Sometimes we take on JIRA stories which are blocked, and will not be unblocked until the middle 1 week into of the sprint. Another person's code is complete, and I can finally begin my coding part.

I think Thomas Owen's answer is a great overall fit, but there's an additional implicit assumption in your question that should be frame-challenged. In any framework, agile or not, work often has dependencies. You're describing a finish-to-start dependency where you can't begin a piece of work until the work product it depends on is completed. Dependencies are sometimes unavoidable, but if you are regularly planning work that is highly interdependent and lacks sufficient slack to be completed reliably then you have a process problem.

While not required by the Scrum framework, the INVEST mnemonic is widely considered a best practice, and it sounds like you're routinely planning items that are not independent, and may not be small enough to be estimable with high confidence when started so late in the Sprint.

"Vertical slicing" of backlog items is also a common best practice. Rather than passing work along a conveyer-belt style production line, Scrum practices that advocate a more holistic whole team approach where the Developers collaborate on shepherding an Increment through the process is generally preferable. You may hear this referred to as "swarming," "pairing," "mob programming," or other terms depending on your given product domain, but it all starts with understanding that a completed Increment is something the whole team is collectively focused on delivering, rather than relying on input/output queues between Developer workstations.

Since you didn't provide any specifics about your work items, consider this example. Rather than having one developer work on a back-end model data before another developer starts work on the front-end user interface, imagine a user story that says:

As a web site user
I want to access my account information from the navigation bar
so that it's easy to change without having to drill down through menus.

This is a great vertical slice because it requires work on multiple layers of a web application, and ideally can be a collaborate task that involves design and testing of the database, model, controller, and view all at once. Instead of a stove-piped process, members of the team can:

  1. swarm over this work to write test-first validations for the Definition of Done;
  2. let the tests drive emergent design;
  3. work interactively on the implementation of the user interface, letting the iteratively evolving UI drive the model and controller changes;
  4. refactoring as you go, iteratively improving both the design and implementation;
  5. calling it "good enough" when all the tests pass and the Increment meets the Definition of Done.

If the whole Scrum Team is following the requirements of the Scrum Guide, then the entire team has committed to a singular Sprint Goal rather than to doing a random collection of individual work items.
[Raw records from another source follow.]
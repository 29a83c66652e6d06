//! # Agglomerative linkage
//!
//! $$
//! d(k, i\cup j)=\alpha_i d(k,i)+\alpha_j d(k,j)+\beta d(i,j)+\gamma|d(k,i)-d(k,j)|
//! $$
//!
//! Lance-Williams updates on a dense distance matrix. Ties pick the pair with
//! the smallest row then column index, so results are reproducible.

use std::fmt;
use std::str::FromStr;

use ndarray::Array2;
use ndarray::ArrayView2;
use tracing::debug;

use super::codependence::Codependence;
use super::dbht::dbht_linkage;
use super::tree::ClusterTree;
use super::tree::LinkageRow;
use crate::error::PortfolioError;
use crate::error::Result;

#[derive(Clone, Copy, Debug, Default, PartialEq, Eq, Hash)]
pub enum LinkageMethod {
  Single,
  Complete,
  Average,
  Weighted,
  Centroid,
  Median,
  #[default]
  Ward,
  /// Directed bubble hierarchy on the planar filtered graph.
  Dbht,
}

impl LinkageMethod {
  pub fn name(self) -> &'static str {
    match self {
      LinkageMethod::Single => "single",
      LinkageMethod::Complete => "complete",
      LinkageMethod::Average => "average",
      LinkageMethod::Weighted => "weighted",
      LinkageMethod::Centroid => "centroid",
      LinkageMethod::Median => "median",
      LinkageMethod::Ward => "ward",
      LinkageMethod::Dbht => "DBHT",
    }
  }
}

impl fmt::Display for LinkageMethod {
  fn fmt(&self, f: &mut fmt::Formatter<'_>) -> fmt::Result {
    f.write_str(self.name())
  }
}

impl FromStr for LinkageMethod {
  type Err = PortfolioError;

  fn from_str(s: &str) -> Result<Self> {
    match s.trim().to_lowercase().as_str() {
      "single" => Ok(LinkageMethod::Single),
      "complete" => Ok(LinkageMethod::Complete),
      "average" => Ok(LinkageMethod::Average),
      "weighted" => Ok(LinkageMethod::Weighted),
      "centroid" => Ok(LinkageMethod::Centroid),
      "median" => Ok(LinkageMethod::Median),
      "ward" => Ok(LinkageMethod::Ward),
      "dbht" => Ok(LinkageMethod::Dbht),
      _ => Err(PortfolioError::UnsupportedMethod(s.to_string())),
    }
  }
}

pub(crate) fn validate_distance(dist: &ArrayView2<f64>) -> Result<()> {
  let (r, c) = dist.dim();
  if r != c {
    return Err(PortfolioError::mismatch("distance matrix", r, c));
  }
  if r == 0 {
    return Err(PortfolioError::invalid("distance matrix is empty"));
  }
  for i in 0..r {
    for j in 0..r {
      let d = dist[[i, j]];
      if !d.is_finite() || d < 0.0 {
        return Err(PortfolioError::invalid(format!("distance ({i}, {j}) = {d}")));
      }
      if (d - dist[[j, i]]).abs() > 1e-10 {
        return Err(PortfolioError::invalid("distance matrix is not symmetric"));
      }
    }
  }
  Ok(())
}

/// Distance from `k` to the union of `i` and `j`.
fn lance_williams(method: LinkageMethod, dki: f64, dkj: f64, dij: f64, ni: f64, nj: f64, nk: f64) -> f64 {
  match method {
    LinkageMethod::Single => dki.min(dkj),
    LinkageMethod::Complete | LinkageMethod::Dbht => dki.max(dkj),
    LinkageMethod::Average => (ni * dki + nj * dkj) / (ni + nj),
    LinkageMethod::Weighted => 0.5 * (dki + dkj),
    LinkageMethod::Centroid => {
      let s = ni + nj;
      ((ni * dki * dki + nj * dkj * dkj) / s - ni * nj * dij * dij / (s * s)).max(0.0).sqrt()
    }
    LinkageMethod::Median => (0.5 * dki * dki + 0.5 * dkj * dkj - 0.25 * dij * dij).max(0.0).sqrt(),
    LinkageMethod::Ward => {
      let s = ni + nj + nk;
      (((ni + nk) * dki * dki + (nj + nk) * dkj * dkj - nk * dij * dij) / s).max(0.0).sqrt()
    }
  }
}

/// Classical agglomerative clustering of a distance matrix.
pub fn linkage(dist: &ArrayView2<f64>, method: LinkageMethod) -> Result<ClusterTree> {
  validate_distance(dist)?;
  let n = dist.nrows();
  if n == 1 {
    return Ok(ClusterTree::singleton());
  }
  let method = if method == LinkageMethod::Dbht {
    LinkageMethod::Complete
  } else {
    method
  };

  let mut d = dist.to_owned();
  let mut active = vec![true; n];
  let mut node_id: Vec<usize> = (0..n).collect();
  let mut size = vec![1usize; n];
  let mut rows = Vec::with_capacity(n - 1);

  for step in 0..(n - 1) {
    let mut min_d = f64::INFINITY;
    let mut mi = 0;
    let mut mj = 0;
    for i in 0..n {
      if !active[i] {
        continue;
      }
      for j in (i + 1)..n {
        if active[j] && d[[i, j]] < min_d {
          min_d = d[[i, j]];
          mi = i;
          mj = j;
        }
      }
    }

    let (a, b) = (node_id[mi], node_id[mj]);
    rows.push(LinkageRow {
      left: a.min(b),
      right: a.max(b),
      height: min_d,
      size: size[mi] + size[mj],
    });

    let (ni, nj) = (size[mi] as f64, size[mj] as f64);
    for k in 0..n {
      if !active[k] || k == mi || k == mj {
        continue;
      }
      let v = lance_williams(method, d[[mi, k]], d[[mj, k]], min_d, ni, nj, size[k] as f64);
      d[[mi, k]] = v;
      d[[k, mi]] = v;
    }
    node_id[mi] = n + step;
    size[mi] += size[mj];
    active[mj] = false;
  }

  ClusterTree::new(n, rows)
}

/// Group of leaves already merged into node `id`.
#[derive(Clone, Debug)]
pub(crate) struct Group {
  pub id: usize,
  pub leaves: Vec<usize>,
}

/// Complete linkage over existing groups, appending merges to `rows`.
///
/// Heights are raised to at least `floor` and to the tallest child so the
/// resulting tree stays monotonic. Returns the group covering every input.
pub(crate) fn merge_groups(
  mut groups: Vec<Group>,
  dist: &Array2<f64>,
  n: usize,
  rows: &mut Vec<LinkageRow>,
  floor: &mut f64,
) -> Option<Group> {
  let complete = |a: &Group, b: &Group| {
    a.leaves
      .iter()
      .flat_map(|&i| b.leaves.iter().map(move |&j| dist[[i, j]]))
      .fold(0.0_f64, f64::max)
  };

  while groups.len() > 1 {
    let mut best = (f64::INFINITY, 0, 1);
    for i in 0..groups.len() {
      for j in (i + 1)..groups.len() {
        let d = complete(&groups[i], &groups[j]);
        if d < best.0 {
          best = (d, i, j);
        }
      }
    }
    let (h, i, j) = best;
    let right = groups.remove(j);
    let left = groups.remove(i);
    *floor = floor.max(h);
    let id = n + rows.len();
    rows.push(LinkageRow {
      left: left.id.min(right.id),
      right: left.id.max(right.id),
      height: *floor,
      size: left.leaves.len() + right.leaves.len(),
    });
    let mut leaves = left.leaves;
    leaves.extend(right.leaves);
    groups.insert(i, Group { id, leaves });
  }
  groups.pop()
}

/// Cluster tree of a codependence result under `method`.
pub fn hierarchical_clustering(codep: &Codependence, method: LinkageMethod) -> Result<ClusterTree> {
  debug!(%method, kind = %codep.kind, n = codep.n_assets(), "building cluster tree");
  match method {
    LinkageMethod::Dbht => dbht_linkage(&codep.dist.view(), &codep.similarity().view()),
    _ => linkage(&codep.dist.view(), method),
  }
}

#[cfg(test)]
mod tests {
  use approx::assert_abs_diff_eq;
  use ndarray::array;

  use super::*;

  fn points() -> Array2<f64> {
    // 1-D points 0, 1, 5, 6, 20
    let x = [0.0, 1.0, 5.0, 6.0, 20.0_f64];
    Array2::from_shape_fn((5, 5), |(i, j)| (x[i] - x[j]).abs())
  }

  #[test]
  fn single_linkage_heights() {
    let tree = linkage(&points().view(), LinkageMethod::Single).unwrap();
    let heights: Vec<f64> = tree.rows().iter().map(|r| r.height).collect();
    assert_eq!(heights, vec![1.0, 1.0, 4.0, 14.0]);
    assert_eq!(tree.rows()[0].left, 0);
    assert_eq!(tree.rows()[0].right, 1);
    assert_eq!(tree.rows()[2].size, 4);
  }

  #[test]
  fn complete_and_average_top_merge() {
    let complete = linkage(&points().view(), LinkageMethod::Complete).unwrap();
    assert_abs_diff_eq!(complete.rows()[3].height, 20.0);
    let average = linkage(&points().view(), LinkageMethod::Average).unwrap();
    // mean of 20, 19, 15, 14
    assert_abs_diff_eq!(average.rows()[3].height, 17.0);
  }

  #[test]
  fn ward_on_pairs_matches_hand_computation() {
    let tree = linkage(&points().view(), LinkageMethod::Ward).unwrap();
    // sqrt(2 n1 n2 / (n1 + n2)) |c1 - c2| with centroids 0.5 and 5.5
    assert_abs_diff_eq!(tree.rows()[2].height, 50.0_f64.sqrt(), epsilon = 1e-12);
  }

  #[test]
  fn every_method_yields_a_valid_tree() {
    let d = points();
    for m in ["single", "complete", "average", "weighted", "centroid", "median", "ward"] {
      let tree = linkage(&d.view(), m.parse().unwrap()).unwrap();
      let mut order = tree.leaves_order();
      order.sort_unstable();
      assert_eq!(order, vec![0, 1, 2, 3, 4], "{m}");
    }
  }

  #[test]
  fn rejects_asymmetric_distance() {
    let d = array![[0.0, 1.0], [2.0, 0.0]];
    assert!(linkage(&d.view(), LinkageMethod::Single).is_err());
  }

  #[test]
  fn merge_groups_is_monotone() {
    let d = points();
    let mut rows = Vec::new();
    let mut floor = 0.0;
    let groups = (0..5).map(|i| Group { id: i, leaves: vec![i] }).collect();
    let root = merge_groups(groups, &d, 5, &mut rows, &mut floor).unwrap();
    assert_eq!(root.id, 8);
    assert_eq!(rows.len(), 4);
    assert!(rows.windows(2).all(|w| w[1].height >= w[0].height));
  }
}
The Scrum Guide section on the Sprint Backlog specifically says:

The Sprint Goal is the single objective for the Sprint. Although the Sprint Goal is a commitment by the Developers, it provides flexibility in terms of the exact work needed to achieve it. The Sprint Goal also creates coherence and focus, encouraging the Scrum Team to work together rather than on separate initiatives.

Note the emphasis on a single, focused objective. Scrum doesn't promote individual Developers working on unrelated or sequential tasks in parallel; it actually requires them to collectively commit to delivering a coherent Increment of value: the Sprint Goal. The Sprint Goal in turn creates progress towards a Product Goal. If you aren't planning your work around a focused goal, and then layering on tightly-coupled dependencies that can't be delivered independently, then you are actively creating the pull-queue problem you're describing in your original question.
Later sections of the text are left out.